Former New Mexico Gov. Gary Johnson, the Libertarian Party’s presidential nominee, likely appeared on MSNBC on Tuesday in hopes of mopping up some of the embarrassment stemming from not being able to name a living world leader whom he admired.
Instead of taking the opportunity to demonstrate a basic grasp of foreign affairs after last week’s gaffe, however, Johnson argued that such knowledge is a superficial metric for judging a candidate’s fitness to serve as commander in chief.
“I still can’t think of a world leader that I respect,” Johnson said. “I held a lot of people in this country on pedestals thinking that they were role models. I got to meet them up front and personal and found out that they were empty suits, that they weren’t about issues, they weren’t about doing what was best, they were about getting re-elected.”
Johnson went on to say that being asked to pick a favorite world leader was just playing “politics,” and that he wasn’t going to partake in the exercise.
When MSNBC’s Andrea Mitchell pressed Johnson, noting that foreign policy is an integral part of the presidential portfolio, he responded by appearing to suggest that his disregard for the finer points of the subject could somehow make him a better president.
“The fact that somebody can dot the I’s and cross the T’s on a foreign leader or a geographic location then allows them to put our military in harm’s way,” Johnson said. “We put our military in this horrible situation where we go in and support regime change. They get involved in civil wars where hundreds of thousands of innocent people are in a crossfire. We’re literally shooting at ourselves because we support both sides of conflicts.”

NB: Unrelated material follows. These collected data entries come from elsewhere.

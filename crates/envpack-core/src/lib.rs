//! Core engine for envpack.
//!
//! Turns an installed environment into a single relocatable archive:
//! analyzes the prefix against the package manager's manifests, rewrites
//! textual prefix references while streaming files into one of several
//! containers, and records binary rewrites for a companion runner applied
//! after extraction. Designed to be consumed by CLI frontends without
//! coupling to any specific UI.

/// Pack configuration and archive format selection.
pub mod config;
/// Domain error taxonomy.
pub mod error;
/// Package inventory: manifests, ownership, and the oracle trait.
pub mod inventory;
/// Top-level pack orchestration.
pub mod pack;
/// Driver, worker pool, and ordered sink writer.
pub mod pipeline;
/// Prefix and path primitives.
pub mod prefix;
/// Progress reporting trait and implementations for UI decoupling.
pub mod reporter;
/// Streaming text rewrite and the deferred C-string patch.
pub mod rewrite;
/// Archive sinks: tar family, zip, SquashFS, parcel, and directory.
pub mod sink;
/// Deferred-rewrite manifest and the unpack runner.
pub mod unpack;
/// Environment walker and per-file classifier.
pub mod walker;

pub use config::{ArchiveFormat, PackConfig, ParcelOptions, SquashfsCodec};
pub use error::{PackError, Result};
pub use inventory::{CondaMetaOracle, Inventory, PackageOracle};
pub use pack::{PackOutcome, pack};
pub use reporter::{NullReporter, Reporter};
pub use unpack::apply_unpack;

“It’s because we elect people who can dot the I’s and cross the T’s on these names and geographic locations as opposed to the underlying philosophy, which is, let’s stop getting involved in these regime changes,” he continued.
Many news outlets quickly pounced on the comments, claiming Johnson had literally said presidents are better off not being able to recognize people or places, because that means they can’t go to war with them. Johnson’s “what is Aleppo?” fiasco and general goofiness in recent weeks may have made such mocking assessments believable.
But they’re also unfair reading of Johnson’s remarks, which seemed more like an effort ― albeit a ham-fisted one ― to convince people that his worldview matters more than his bumbling responses to foreign policy questions. Later in the interview, Johnson outlined his isolationist stance, saying he’d only support military action in the case of an attack on the United States. He also argued that foreign intervention, even in response to genocide, only makes things “worse.”
Still, Johnson is running to be president of the United States. That office calls for deep and measured thought about the nation’s engagement in the global arena, regardless of what a candidate believes its role should be. Basic knowledge of foreign affairs and attention to detail should be prerequisites for the job. Johnson has shown interest in neither. Although some people may be quick to dismiss these qualities in the age of Donald Trump, many who might consider voting for Johnson seemingly haven’t.